Designing Approximate Arithmetic Circuits with Combined Error Constraints
Milan Češka, Jiří Matyáš, Vojtech Mrazek, Tomáš Vojnar
TL;DR
The paper tackles multi-m metric optimization for approximate arithmetic circuits by extending Cartesian Genetic Programming (CGP) to jointly consider error metrics such as $MAE$, $WCE$, $ER$, $MRE$, $ACC0$, $AVG$, and $Gauss$. It demonstrates that no single metric guarantees global quality, but integrating $ER$ with either $MAE$ or $WCE$ yields the strongest overall trade-offs between power reduction and multiple error criteria, outperforming existing designs like EvoApproxLib. Through extensive CGP runs on 8-bit multipliers, the work provides practical guidance for multi-metric design, showing when error-distribution constraints help or hinder optimization and suggesting that the approach generalizes to other circuits and non-functional metrics. These findings offer a concrete pathway to design energy-efficient approximate circuits that meet complex, application-specific reliability requirements.
Abstract
Approximate circuits trading the power consumption for the quality of results play a key role in the development of energy-aware systems. Designing complex approximate circuits is, however, a very difficult and computationally demanding process. When deploying approximate circuits, various error metrics (e.g., mean average error, worst-case error, error rate), as well as other constraints (e.g., correct multiplication by 0), have to be considered.
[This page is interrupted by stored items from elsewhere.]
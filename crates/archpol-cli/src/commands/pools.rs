use archpol_core::pool::PoolDraft;
use archpol_core::{ArchiveManager, PoolCatalog, create_pool};
use tracing::info;

use crate::cli::{OutputFormat, PoolCreateArgs};
use crate::output::{PartitionReport, PoolReport, render_partition, render_pool};
use crate::state::{AppContext, CliError, CliResult};

pub(crate) fn handle_pool_partition(ctx: &AppContext, format: OutputFormat) -> CliResult<()> {
    let catalog = PoolCatalog::load(&ctx.manager, &ctx.engine)?;
    render_partition(
        &PartitionReport {
            degraded: catalog.is_degraded(),
            encoded: catalog.partition().encode(),
            partition: catalog.partition(),
        },
        format,
    )
}

pub(crate) fn handle_pool_create(
    ctx: &AppContext,
    args: &PoolCreateArgs,
    format: OutputFormat,
) -> CliResult<()> {
    let draft = if args.dry_run {
        let existing = ctx
            .manager
            .vsn_pools()
            .map_err(|err| CliError::failure(anyhow::Error::new(err)))?;
        PoolDraft::validate(
            &args.name,
            args.media_type,
            &args.members,
            &existing,
            ctx.engine.limits(),
        )
        .inspect_err(|err| ctx.engine.record(err))?
    } else {
        let draft = create_pool(
            &ctx.manager,
            &ctx.engine,
            &args.name,
            args.media_type,
            &args.members,
        )?;
        ctx.persist()?;
        draft
    };
    info!(pool = draft.name(), dry_run = args.dry_run, "pool command finished");

    render_pool(
        &PoolReport {
            name: draft.name().to_string(),
            media_type: draft.media_type().to_string(),
            members: draft.members().to_string(),
            created: !args.dry_run,
        },
        format,
    )
}

#[cfg(test)]
mod tests {
    use super::*;
    use crate::state::{ServerState, SnapshotManager};
    use archpol_config::EngineConfig;
    use archpol_core::{EngineContext, MediaType, VsnPool};
    use archpol_telemetry::Metrics;
    use tempfile::TempDir;

    type TestResult = Result<(), Box<dyn std::error::Error>>;

    fn app(state_path: Option<std::path::PathBuf>) -> Result<AppContext, Box<dyn std::error::Error>> {
        let state = ServerState {
            media_types: vec![MediaType::DISK, MediaType::LTO],
            pools: vec![VsnPool::new("lto_a", MediaType::LTO, "VOL000-VOL099")],
            ..ServerState::default()
        };
        Ok(AppContext {
            engine: EngineContext::new(EngineConfig::default(), Metrics::new()?),
            manager: SnapshotManager::new(state),
            state_path,
        })
    }

    fn args(name: &str, media_type: MediaType, members: &str, dry_run: bool) -> PoolCreateArgs {
        PoolCreateArgs {
            name: name.into(),
            media_type,
            members: members.into(),
            dry_run,
        }
    }

    #[test]
    fn created_pool_is_persisted() -> TestResult {
        let dir = TempDir::new()?;
        let path = dir.path().join("server.json");
        let ctx = app(Some(path.clone()))?;
        handle_pool_create(&ctx, &args("disk_a", MediaType::DISK, "disk01", false), OutputFormat::Json)?;

        let reloaded = SnapshotManager::load(Some(&path))?;
        assert!(reloaded.vsn_pools()?.iter().any(|pool| pool.name() == "disk_a"));
        assert_eq!(ctx.engine.metrics().snapshot().pools_created_total, 1);
        Ok(())
    }

    #[test]
    fn dry_run_leaves_the_server_untouched() -> TestResult {
        let dir = TempDir::new()?;
        let path = dir.path().join("server.json");
        let ctx = app(Some(path.clone()))?;
        handle_pool_create(&ctx, &args("lto_b", MediaType::LTO, "VOL100-VOL199", true), OutputFormat::Table)?;
        assert_eq!(ctx.manager.vsn_pools()?.len(), 1);
        assert!(!path.exists());
        Ok(())
    }

    #[test]
    fn name_collision_across_media_is_a_validation_error() -> TestResult {
        let ctx = app(None)?;
        let err = handle_pool_create(&ctx, &args("lto_a", MediaType::DISK, "disk02", false), OutputFormat::Table);
        assert!(matches!(err, Err(CliError::Validation(ref message)) if message.contains("lto_a")));
        Ok(())
    }

    #[test]
    fn partition_lists_every_media_type() -> TestResult {
        let ctx = app(None)?;
        handle_pool_partition(&ctx, OutputFormat::Table)?;
        Ok(())
    }
}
The state-of-the-art approximation methods typically focus on a single metric which significantly limits the applicability of the resulting circuits. In this paper, we experimentally investigate how various error metrics and their combinations affect the reduction of the power consumption that can be achieved. To this end, we extend evolutionary-driven techniques that allow us to effectively explore the design space of the approximate circuits. We identify principal limitations when complex error constraints are required as well as important correlations among the error metrics enabling the construction of circuits providing the best-known trade-offs between the power reduction and combined error constraints.